Harmonia

orchestra (1998)

duration: 17′


program note

Harmonia was commissioned by the Hopkins Center/Dartmouth Symphony Orchestra to commemorate the 25th anniversary of Co-education at Dartmouth. Anthony Princiotti conducted the premiere on May 23, 1998, at Dartmouth. Its inspiration is personal; at the same time Dartmouth became coed, I went off to college, from the farm near Camden, Alabama where I’d grown up. My world became immensely bigger, as Dartmouth’s must have. I usually write for much smaller ensembles, and exploring the vast orchestral palette intensified my memories of this time, a mixture of nostalgia and gratitude.

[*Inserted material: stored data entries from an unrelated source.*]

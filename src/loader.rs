//! The loader facade: discovery, extraction, resolution, capability check and
//! instantiation composed into a single call.

use std::path::{ Path, PathBuf };
use std::sync::Arc ;
use itertools::Itertools ;
use serde::Deserialize ;
use thiserror::Error ;
use tokio_util::sync::CancellationToken ;
use wasmtime::{ Engine, Linker };

use crate::{
	CodeUnitRef, DirectoryError, LoadDiagnostic, PartialSuccess, PluginInstance, PluginState,
	ResolutionContext, CapabilityCheck, CapabilityError, check_declared, check_instance,
	enumerate_packages, list_code_units,
};
use crate::instantiator::construct ;



/// Settings of a [`PluginLoader`].
///
/// Every field has a default, so a host may keep only the settings it changes
/// in its own configuration file:
///
/// ```toml
/// extension = "jar"
/// capability-check = "trial-instantiation"
/// host-namespaces = [ "host" ]
/// ```
#[derive( Debug, Clone, PartialEq, Eq, Deserialize )]
#[serde( default, deny_unknown_fields, rename_all = "kebab-case" )]
pub struct LoaderConfig {
	/// Package file extension, without the dot. Matched case-insensitively.
	pub extension: String,
	/// Extensions of archive entries that are code units, without the dot.
	pub unit_extensions: Vec<String>,
	/// How candidate types are checked against the plugin contract.
	pub capability_check: CapabilityCheck,
	/// Import module names provided by the host's linker.
	pub host_namespaces: Vec<String>,
}

impl LoaderConfig {
	/// Directory plugins are loaded from by [`PluginLoader::load_default`],
	/// relative to the working directory.
	pub const DEFAULT_DIRECTORY: &str = "plugins" ;
}

impl Default for LoaderConfig {
	fn default() -> Self {
		Self {
			extension: "wpk".to_string(),
			unit_extensions: vec![ "wasm".to_string(), "wat".to_string() ],
			capability_check: CapabilityCheck::default(),
			host_namespaces: Vec::new(),
		}
	}
}

/// Failures that abort a whole load operation.
#[derive( Error, Debug )]
pub enum LoadError {
	/// The plugin directory does not exist or cannot be listed.
	#[error( "Plugin directory {} is unreadable: {source}", path.display() )]
	DirectoryUnreadable { path: PathBuf, #[source] source: std::io::Error },
	/// The caller cancelled the operation.
	#[error( "Loading was cancelled" )]
	Cancelled,
}

impl From<DirectoryError> for LoadError {
	fn from( err: DirectoryError ) -> Self {
		Self::DirectoryUnreadable { path: err.path, source: err.source }
	}
}

type ContextFactory<Ctx> = Arc<dyn Fn() -> Ctx + Send + Sync> ;

/// Loads every plugin found in a directory of plugin packages.
///
/// Each returned plugin lives in its own store whose data holds a fresh host
/// context produced by the loader's context factory. The host linker is shared
/// by all plugins and may define imports under the configured host namespaces.
///
/// ```no_run
/// use wasm_plugin_loader::{ Engine, PluginLoader, Plugin };
///
/// # fn main() -> Result<(), Box<dyn std::error::Error>> {
/// let engine = Engine::default();
/// let loader = PluginLoader::new( &engine, || ());
/// let ( mut plugins, diagnostics ) = loader.load_default()?;
/// for diagnostic in &diagnostics { eprintln!( "{diagnostic}" ); }
/// for plugin in &mut plugins { plugin.start()?; }
/// # Ok(())
/// # }
/// ```
pub struct PluginLoader<Ctx: 'static> {
	engine: Engine,
	linker: Linker<PluginState<Ctx>>,
	context_factory: ContextFactory<Ctx>,
	config: LoaderConfig,
}

impl<Ctx: 'static> std::fmt::Debug for PluginLoader<Ctx> {
	fn fmt( &self, f: &mut std::fmt::Formatter<'_> ) -> std::fmt::Result {
		f.debug_struct( "PluginLoader" )
			.field( "config", &self.config )
			.finish_non_exhaustive()
	}
}

impl<Ctx: 'static> PluginLoader<Ctx> {

	/// Creates a loader with the default configuration and an empty host linker.
	pub fn new( engine: &Engine, context_factory: impl Fn() -> Ctx + Send + Sync + 'static ) -> Self {
		Self {
			engine: engine.clone(),
			linker: Linker::new( engine ),
			context_factory: Arc::new( context_factory ),
			config: LoaderConfig::default(),
		}
	}

	/// Replaces the host linker. Plugins may import anything it defines under one
	/// of the host namespaces.
	pub fn with_linker( mut self, linker: Linker<PluginState<Ctx>> ) -> Self {
		self.linker = linker ;
		self
	}

	/// Replaces the whole configuration.
	pub fn with_config( mut self, config: LoaderConfig ) -> Self {
		self.config = config ;
		self
	}

	/// Sets the package file extension, without the dot.
	pub fn with_extension( mut self, extension: impl Into<String> ) -> Self {
		self.config.extension = extension.into();
		self
	}

	/// Sets how candidate types are checked against the plugin contract.
	pub fn with_capability_check( mut self, capability_check: CapabilityCheck ) -> Self {
		self.config.capability_check = capability_check ;
		self
	}

	/// Sets the import module names the host linker provides.
	pub fn with_host_namespaces( mut self, namespaces: impl IntoIterator<Item = impl Into<String>> ) -> Self {
		self.config.host_namespaces = namespaces.into_iter().map( Into::into ).collect();
		self
	}

	#[inline] pub fn config( &self ) -> &LoaderConfig { &self.config }

	#[inline] pub fn engine( &self ) -> &Engine { &self.engine }

	/// Loads every plugin in `directory`.
	///
	/// Packages, types and plugins that fail are skipped and reported as
	/// diagnostics alongside the plugins that did load.
	///
	/// # Errors
	/// Fails only if `directory` cannot be listed.
	pub fn load(
		&self,
		directory: impl AsRef<Path>,
	) -> Result<PartialSuccess<Vec<PluginInstance<Ctx>>, LoadDiagnostic>, LoadError> {
		self.load_with_cancellation( directory, &CancellationToken::new() )
	}

	/// Loads every plugin in [`LoaderConfig::DEFAULT_DIRECTORY`].
	///
	/// # Errors
	/// Fails only if the directory cannot be listed.
	pub fn load_default( &self ) -> Result<PartialSuccess<Vec<PluginInstance<Ctx>>, LoadDiagnostic>, LoadError> {
		self.load( LoaderConfig::DEFAULT_DIRECTORY )
	}

	/// Like [`load`]( Self::load ), but stops between packages once `cancellation`
	/// is triggered. Plugins constructed up to that point are dropped.
	///
	/// # Errors
	/// Fails if `directory` cannot be listed or the operation is cancelled.
	pub fn load_with_cancellation(
		&self,
		directory: impl AsRef<Path>,
		cancellation: &CancellationToken,
	) -> Result<PartialSuccess<Vec<PluginInstance<Ctx>>, LoadDiagnostic>, LoadError> {

		let directory = directory.as_ref();
		let packages = enumerate_packages( directory, &self.config.extension )?;
		tracing::debug!( directory = %directory.display(), packages = packages.len(), "Enumerated plugin packages" );

		let ( listings, mut diagnostics ): ( Vec<Vec<CodeUnitRef>>, Vec<LoadDiagnostic> ) = packages.iter()
			.map(| package | match cancellation.is_cancelled() {
				true => Err( LoadError::Cancelled ),
				false => Ok( list_code_units( package, &self.config.unit_extensions )
					.map_err(| source | LoadDiagnostic::ArchiveUnreadable { package: package.path().to_path_buf(), source })),
			})
			.collect::<Result<Vec<_>, _>>()?
			.into_iter()
			.partition_result();

		let context = ResolutionContext::new(
			&self.engine,
			listings.iter().map( Vec::as_slice ),
			self.config.host_namespaces.iter().cloned(),
		);
		tracing::debug!( units = context.len(), "Built resolution context" );

		let mut plugins = Vec::new();
		for units in &listings {
			if cancellation.is_cancelled() { return Err( LoadError::Cancelled ) }
			units.iter()
				.filter(| unit | context.is_visible( unit ))
				.filter_map(| unit | self.load_unit( &context, unit ).transpose() )
				.for_each(| result | match result {
					Ok( plugin ) => plugins.push( plugin ),
					Err( diagnostic ) => diagnostics.push( diagnostic ),
				});
		}

		diagnostics.iter().for_each(| diagnostic | tracing::warn!(
			kind = ?diagnostic.kind(),
			package = %diagnostic.package().display(),
			type_name = diagnostic.type_name(),
			"{diagnostic}",
		));
		tracing::info!(
			directory = %directory.display(),
			plugins = plugins.len(),
			diagnostics = diagnostics.len(),
			"Loaded plugins",
		);

		Ok(( plugins, diagnostics ))

	}

	/// Runs one code unit through resolution, the capability check and
	/// instantiation. `Ok( None )` means the unit is not a plugin.
	fn load_unit(
		&self,
		context: &ResolutionContext,
		unit: &CodeUnitRef,
	) -> Result<Option<PluginInstance<Ctx>>, LoadDiagnostic> {

		let package = || unit.package().path().to_path_buf();
		let type_name = || unit.qualified_name().to_string();

		let resolved = context.resolve( unit ).map_err(| source | LoadDiagnostic::TypeNotResolvable {
			package: package(), type_name: type_name(), source,
		})?;

		let construction = match self.config.capability_check {
			CapabilityCheck::Declared => {
				if !check_declared( resolved.module() ) {
					tracing::debug!( unit = unit.qualified_name(), "Not a plugin" );
					return Ok( None )
				}
				construct( &resolved, &self.linker, ( self.context_factory )() ).map_err(| source | LoadDiagnostic::InstantiationFailed {
					package: package(), type_name: type_name(), source,
				})?
			}
			CapabilityCheck::TrialInstantiation => {
				let mut construction = construct( &resolved, &self.linker, ( self.context_factory )() ).map_err(| source | LoadDiagnostic::CapabilityCheckFailed {
					package: package(), type_name: type_name(), source: CapabilityError::TrialInstantiation( source ),
				})?;
				if !check_instance( &mut construction.store, &construction.instance ) {
					tracing::debug!( unit = unit.qualified_name(), "Not a plugin, dropping trial instance" );
					return Ok( None )
				}
				construction
			}
		};

		let plugin = construction.into_plugin( &resolved ).map_err(| source | LoadDiagnostic::InstantiationFailed {
			package: package(), type_name: type_name(), source,
		})?;
		tracing::debug!( plugin = plugin.qualified_name(), name = %plugin.metadata().name, "Instantiated plugin" );

		Ok( Some( plugin ))

	}

}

The first movement, Doors, represents the many opportunities college offers, an array of choices from the formidable to the exhilarating. Near the end of the movement, the percussion acts as a camera shutter which frames a series of “slides” of open doors. In the second movement, repeated rhythmic patterns and subtly shifting harmonies evoke the Hours spent studying or practicing in a protected academic environment. Here, imagination prospers, and odd insights creep in around the absorption of one’s assigned material. A dream inspired the third movement, The Long Field. In the dream, which was a kind of game, men and women ran headlong from both ends of a long, grassy field toward its center; when they collided, they floated in slow motion up into the air. Both the running and the floating were joyful, and the dream felt and sounded like a physical metaphor for the fruitful collision of active, fertile minds.

Harmonia was completed in March, 1998 at the Liguria Study Center in Bogliasco, Italy.